Etat d’urgence sanitaire et violation réitérée du confinement

L’avocat Raphaël Kempf nous explique les ressorts d’un nouveau délit

paru dans lundimatin#237, le 6 avril 2020

Adoptée dans la hâte et sans grand débat, la loi du 23 mars 2020 a instauré l’état d’urgence dit « sanitaire » ayant officiellement pour objet de faire face à l’épidémie de covid-19. A l’image de toute loi d’exception, la loi du 23 mars 2020 a entrainé la création, supposée temporaire, de dispositifs de restrictions des droits et libertés et de nouveaux délits.
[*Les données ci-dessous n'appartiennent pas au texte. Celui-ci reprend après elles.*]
//! Current snapshot of resting price levels.
//!
//! - Bids and asks each live in a `BTreeMap` keyed by price, so iteration
//!   is ascending and best prices are the last bid / first ask key.
//! - A level is stored only while its volume is positive.
//! - A price lives on at most one side: when the feed claims a price for
//!   the other side, the latest write wins and the stale entry is dropped.
//!   Cross-side ordering (best bid < best ask) is never asserted.

use std::collections::BTreeMap;

use rust_decimal::Decimal;

use crate::level::{normalize_volume, Price, PriceLevel, Volume};
use crate::side::Side;

/// Result of a single [`BookState::apply_update`].
///
/// Carries the before/after volumes so derived trackers can patch
/// themselves without re-reading the book.
#[derive(Debug, Clone, Copy, PartialEq, Eq)]
pub struct LevelChange {
    pub price: Price,
    pub side: Side,
    /// Volume on `side` before the update (zero if the level was absent).
    pub old_volume: Volume,
    /// Volume on `side` after the update (zero means removed).
    pub new_volume: Volume,
    /// Volume that was resting at the same price on the opposite side and
    /// has been evicted by this update.
    pub displaced: Option<Volume>,
}

impl LevelChange {
    /// Signed volume change on `side`.
    pub fn delta(&self) -> Volume {
        self.new_volume - self.old_volume
    }

    /// Returns `true` if nothing in the book changed.
    pub fn is_noop(&self) -> bool {
        self.old_volume == self.new_volume && self.displaced.is_none()
    }

    pub fn is_insert(&self) -> bool {
        self.old_volume.is_zero() && !self.new_volume.is_zero()
    }

    pub fn is_removal(&self) -> bool {
        !self.old_volume.is_zero() && self.new_volume.is_zero()
    }
}

/// Per-side ordered book of resting volume.
#[derive(Debug, Clone, Default, PartialEq, Eq)]
pub struct BookState {
    /// Bids: price -> volume. Highest key is the best bid.
    bids: BTreeMap<Price, Volume>,

    /// Asks: price -> volume. Lowest key is the best ask.
    asks: BTreeMap<Price, Volume>,
}

impl BookState {
    pub fn new() -> Self {
        BookState::default()
    }

    /// Replace the entire snapshot with `levels`.
    ///
    /// Zero and negative volumes never create a level. If the same price appears
    /// more than once the last occurrence wins, on whichever side it names.
    pub fn reset<I>(&mut self, levels: I)
    where
        I: IntoIterator<Item = PriceLevel>,
    {
        self.clear();
        for level in levels {
            self.apply_update(level.price, level.side, level.volume);
        }
    }

    /// Insert, overwrite or remove one level.
    ///
    /// A volume of zero (or a negative volume, clamped to zero) removes the
    /// price if present and is a no-op otherwise.
    pub fn apply_update(&mut self, price: Price, side: Side, volume: Volume) -> LevelChange {
        let new_volume = normalize_volume(volume);

        // The newest claim on a price wins; evict it from the other side.
        let displaced = if new_volume.is_zero() {
            None
        } else {
            self.side_map_mut(side.opposite()).remove(&price)
        };

        let levels = self.side_map_mut(side);
        let previous = if new_volume.is_zero() {
            levels.remove(&price)
        } else {
            levels.insert(price, new_volume)
        };
        let old_volume = previous.unwrap_or(Decimal::ZERO);

        LevelChange {
            price,
            side,
            old_volume,
            new_volume,
            displaced,
        }
    }

    /// Look up a price on either side.
    pub fn get(&self, price: Price) -> Option<PriceLevel> {
        if let Some(volume) = self.bids.get(&price) {
            return Some(PriceLevel::new(price, Side::Bid, *volume));
        }
        self.asks
            .get(&price)
            .map(|volume| PriceLevel::new(price, Side::Ask, *volume))
    }

    /// Volume resting at `price` on `side` (zero if absent).
    pub fn volume(&self, side: Side, price: Price) -> Volume {
        self.side_map(side)
            .get(&price)
            .copied()
            .unwrap_or(Decimal::ZERO)
    }

    /// Ascending-by-price iteration over one side.
    ///
    /// The iterator borrows the book and can be recreated at will.
    pub fn levels(&self, side: Side) -> impl DoubleEndedIterator<Item = PriceLevel> + '_ {
        self.side_map(side)
            .iter()
            .map(move |(price, volume)| PriceLevel::new(*price, side, *volume))
    }

    /// Ascending iteration over every resting level regardless of side.
    pub fn all_levels(&self) -> Vec<PriceLevel> {
        let mut all: Vec<PriceLevel> = self.levels(Side::Bid).chain(self.levels(Side::Ask)).collect();
        all.sort_by(|a, b| a.price.cmp(&b.price));
        all
    }

    /// Best price on a side: highest bid / lowest ask.
    pub fn best_price(&self, side: Side) -> Option<Price> {
        match side {
            Side::Bid => self.bids.keys().next_back().copied(),
            Side::Ask => self.asks.keys().next().copied(),
        }
    }

    /// Lowest resting price across both sides.
    pub fn min_price(&self) -> Option<Price> {
        let bid = self.bids.keys().next().copied();
        let ask = self.asks.keys().next().copied();
        match (bid, ask) {
            (Some(b), Some(a)) => Some(b.min(a)),
            (b, a) => b.or(a),
        }
    }

    /// Highest resting price across both sides.
    pub fn max_price(&self) -> Option<Price> {
        let bid = self.bids.keys().next_back().copied();
        let ask = self.asks.keys().next_back().copied();
        match (bid, ask) {
            (Some(b), Some(a)) => Some(b.max(a)),
            (b, a) => b.or(a),
        }
    }

    /// Sum of all volume resting on a side. O(n).
    pub fn side_total(&self, side: Side) -> Volume {
        self.side_map(side).values().copied().sum()
    }

    pub fn side_len(&self, side: Side) -> usize {
        self.side_map(side).len()
    }

    pub fn len(&self) -> usize {
        self.bids.len() + self.asks.len()
    }

    pub fn is_empty(&self) -> bool {
        self.bids.is_empty() && self.asks.is_empty()
    }

    pub fn clear(&mut self) {
        self.bids.clear();
        self.asks.clear();
    }

    // -------------------------------------------------------------------------
    // Internal helpers
    // -------------------------------------------------------------------------

    fn side_map(&self, side: Side) -> &BTreeMap<Price, Volume> {
        match side {
            Side::Bid => &self.bids,
            Side::Ask => &self.asks,
        }
    }

    fn side_map_mut(&mut self, side: Side) -> &mut BTreeMap<Price, Volume> {
        match side {
            Side::Bid => &mut self.bids,
            Side::Ask => &mut self.asks,
        }
    }
}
Outre la prolongation d’office, et sans intervention du juge, des délais de détention provisoire, cette loi a instauré le délit de « violation réitérée du confinement » destiné à punir de trois ans d’emprisonnement et de 3 750 euros d’amende les contrevenants aux mesures de confinement. Dans un entretien que nous avons mené avec lui, l’avocat Raphaël Kempf dénonce les aberrations de ce délit qui piétine la présomption d’innocence.

Raphaël Kempf, vous êtes avocat en droit pénal et vous défendez des personnes qui ont été verbalisées puis jugées pour ne pas avoir respecté les mesures de confinement imposées par le gouvernement. Pouvez-vous nous expliquer ce qui est reproché aux personnes interpellées et sur quel fondement elles ont pu se retrouver en garde-à-vue puis être jugées en comparution immédiate ?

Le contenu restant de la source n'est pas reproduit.